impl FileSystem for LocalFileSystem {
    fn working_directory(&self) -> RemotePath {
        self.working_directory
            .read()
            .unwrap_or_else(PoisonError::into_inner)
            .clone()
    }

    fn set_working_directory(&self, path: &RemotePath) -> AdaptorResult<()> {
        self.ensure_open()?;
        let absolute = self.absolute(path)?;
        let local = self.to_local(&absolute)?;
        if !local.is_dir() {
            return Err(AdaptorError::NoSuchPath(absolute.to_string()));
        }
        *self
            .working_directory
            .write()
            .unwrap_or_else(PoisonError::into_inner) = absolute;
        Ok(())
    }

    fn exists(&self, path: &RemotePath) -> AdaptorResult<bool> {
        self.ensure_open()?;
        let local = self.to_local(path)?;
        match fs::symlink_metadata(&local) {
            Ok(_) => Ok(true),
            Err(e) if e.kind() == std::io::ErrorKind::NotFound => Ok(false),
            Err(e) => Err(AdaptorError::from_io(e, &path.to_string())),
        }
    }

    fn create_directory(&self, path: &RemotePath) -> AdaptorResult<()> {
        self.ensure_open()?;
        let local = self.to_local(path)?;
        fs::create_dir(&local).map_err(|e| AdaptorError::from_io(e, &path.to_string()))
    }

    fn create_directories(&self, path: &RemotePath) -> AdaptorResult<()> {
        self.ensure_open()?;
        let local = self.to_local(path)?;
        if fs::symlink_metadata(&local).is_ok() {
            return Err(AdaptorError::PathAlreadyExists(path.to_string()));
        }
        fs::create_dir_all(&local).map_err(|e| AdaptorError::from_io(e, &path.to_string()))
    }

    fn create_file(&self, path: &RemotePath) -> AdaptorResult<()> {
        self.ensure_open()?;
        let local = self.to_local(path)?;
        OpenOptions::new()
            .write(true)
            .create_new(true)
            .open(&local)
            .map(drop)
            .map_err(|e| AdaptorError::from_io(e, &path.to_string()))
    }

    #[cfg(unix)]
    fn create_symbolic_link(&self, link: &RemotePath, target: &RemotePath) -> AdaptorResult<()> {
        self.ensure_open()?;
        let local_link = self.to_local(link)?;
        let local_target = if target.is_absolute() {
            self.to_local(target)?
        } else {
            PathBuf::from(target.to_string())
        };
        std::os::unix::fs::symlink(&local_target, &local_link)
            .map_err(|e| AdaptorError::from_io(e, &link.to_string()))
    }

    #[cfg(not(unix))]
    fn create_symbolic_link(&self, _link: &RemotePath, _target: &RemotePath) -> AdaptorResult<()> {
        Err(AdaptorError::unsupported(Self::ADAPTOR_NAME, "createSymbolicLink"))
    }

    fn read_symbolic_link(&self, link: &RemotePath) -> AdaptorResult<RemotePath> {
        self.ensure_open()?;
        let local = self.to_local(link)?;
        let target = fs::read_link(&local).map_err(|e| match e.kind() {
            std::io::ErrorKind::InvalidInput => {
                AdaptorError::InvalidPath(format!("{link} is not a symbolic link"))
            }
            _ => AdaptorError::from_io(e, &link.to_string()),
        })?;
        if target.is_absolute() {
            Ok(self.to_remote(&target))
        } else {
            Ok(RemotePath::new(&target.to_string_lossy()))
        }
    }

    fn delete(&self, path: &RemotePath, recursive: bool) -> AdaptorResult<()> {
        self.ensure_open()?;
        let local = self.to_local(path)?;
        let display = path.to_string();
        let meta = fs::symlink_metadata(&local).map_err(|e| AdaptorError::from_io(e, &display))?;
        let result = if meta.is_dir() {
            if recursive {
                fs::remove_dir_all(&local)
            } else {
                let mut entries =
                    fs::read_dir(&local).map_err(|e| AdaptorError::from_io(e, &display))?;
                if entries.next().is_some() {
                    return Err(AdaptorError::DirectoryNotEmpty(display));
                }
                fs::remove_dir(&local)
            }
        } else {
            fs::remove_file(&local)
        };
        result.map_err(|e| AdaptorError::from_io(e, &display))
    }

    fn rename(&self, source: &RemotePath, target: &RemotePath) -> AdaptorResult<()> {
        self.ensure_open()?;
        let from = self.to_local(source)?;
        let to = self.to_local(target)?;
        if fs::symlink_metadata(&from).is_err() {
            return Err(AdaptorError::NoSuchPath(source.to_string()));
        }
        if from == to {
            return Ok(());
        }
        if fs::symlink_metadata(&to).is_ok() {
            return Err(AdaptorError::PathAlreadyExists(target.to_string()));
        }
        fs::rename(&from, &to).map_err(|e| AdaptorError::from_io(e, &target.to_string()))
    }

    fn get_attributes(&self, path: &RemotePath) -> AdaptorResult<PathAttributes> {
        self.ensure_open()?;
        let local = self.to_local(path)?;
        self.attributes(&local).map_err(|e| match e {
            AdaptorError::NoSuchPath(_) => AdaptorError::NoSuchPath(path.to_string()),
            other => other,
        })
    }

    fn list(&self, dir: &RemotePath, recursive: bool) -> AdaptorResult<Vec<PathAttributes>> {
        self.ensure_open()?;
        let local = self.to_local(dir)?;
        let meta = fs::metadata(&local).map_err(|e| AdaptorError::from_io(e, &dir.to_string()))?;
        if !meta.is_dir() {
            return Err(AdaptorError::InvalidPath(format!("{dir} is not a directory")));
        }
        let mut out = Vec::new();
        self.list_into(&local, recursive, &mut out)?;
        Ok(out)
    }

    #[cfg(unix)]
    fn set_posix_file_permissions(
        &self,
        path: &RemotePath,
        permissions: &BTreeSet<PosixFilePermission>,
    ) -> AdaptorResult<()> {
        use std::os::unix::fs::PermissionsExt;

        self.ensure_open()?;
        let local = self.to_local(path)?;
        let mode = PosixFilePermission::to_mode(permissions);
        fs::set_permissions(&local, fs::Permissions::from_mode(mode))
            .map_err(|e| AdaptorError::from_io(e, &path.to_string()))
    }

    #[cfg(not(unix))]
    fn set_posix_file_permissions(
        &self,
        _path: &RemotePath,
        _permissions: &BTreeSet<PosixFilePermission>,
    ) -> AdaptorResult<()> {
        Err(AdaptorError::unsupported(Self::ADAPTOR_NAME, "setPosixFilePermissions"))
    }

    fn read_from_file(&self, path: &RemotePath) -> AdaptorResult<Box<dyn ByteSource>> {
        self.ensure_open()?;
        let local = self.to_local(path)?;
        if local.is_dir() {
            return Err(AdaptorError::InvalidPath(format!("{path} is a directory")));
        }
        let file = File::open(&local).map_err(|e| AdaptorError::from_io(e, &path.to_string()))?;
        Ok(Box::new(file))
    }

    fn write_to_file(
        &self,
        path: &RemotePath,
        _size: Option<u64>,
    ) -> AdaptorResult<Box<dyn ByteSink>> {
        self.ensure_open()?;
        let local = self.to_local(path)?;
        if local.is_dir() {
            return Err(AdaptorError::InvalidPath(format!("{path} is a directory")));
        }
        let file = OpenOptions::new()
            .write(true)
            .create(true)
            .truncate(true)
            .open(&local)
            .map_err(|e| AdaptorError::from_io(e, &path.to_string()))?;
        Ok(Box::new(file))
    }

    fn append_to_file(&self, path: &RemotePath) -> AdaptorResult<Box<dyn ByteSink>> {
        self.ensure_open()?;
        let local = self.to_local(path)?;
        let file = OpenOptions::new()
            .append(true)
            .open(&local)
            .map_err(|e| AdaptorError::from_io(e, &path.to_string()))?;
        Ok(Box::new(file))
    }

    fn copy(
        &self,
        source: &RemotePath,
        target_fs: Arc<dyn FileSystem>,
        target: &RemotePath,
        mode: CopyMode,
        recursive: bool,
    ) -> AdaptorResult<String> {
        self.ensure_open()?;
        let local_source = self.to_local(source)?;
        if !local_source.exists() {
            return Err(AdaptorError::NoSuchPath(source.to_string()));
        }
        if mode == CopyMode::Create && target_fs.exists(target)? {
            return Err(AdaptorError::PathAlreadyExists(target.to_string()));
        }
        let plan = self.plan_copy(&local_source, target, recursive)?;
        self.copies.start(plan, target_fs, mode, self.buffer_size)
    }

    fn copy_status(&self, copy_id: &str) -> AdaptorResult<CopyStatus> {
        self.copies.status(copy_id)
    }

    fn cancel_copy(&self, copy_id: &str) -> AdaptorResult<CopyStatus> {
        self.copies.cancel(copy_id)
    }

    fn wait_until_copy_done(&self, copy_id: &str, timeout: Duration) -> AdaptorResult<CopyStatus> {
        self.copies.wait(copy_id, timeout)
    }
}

▶ _What to produce_
For each line above that carries the word "InvalidPath", copy it out.

▶ _Answer box_
                AdaptorError::InvalidPath(format!("{link} is not a symbolic link"))
            return Err(AdaptorError::InvalidPath(format!("{dir} is not a directory")));
            return Err(AdaptorError::InvalidPath(format!("{path} is a directory")));
            return Err(AdaptorError::InvalidPath(format!("{path} is a directory")));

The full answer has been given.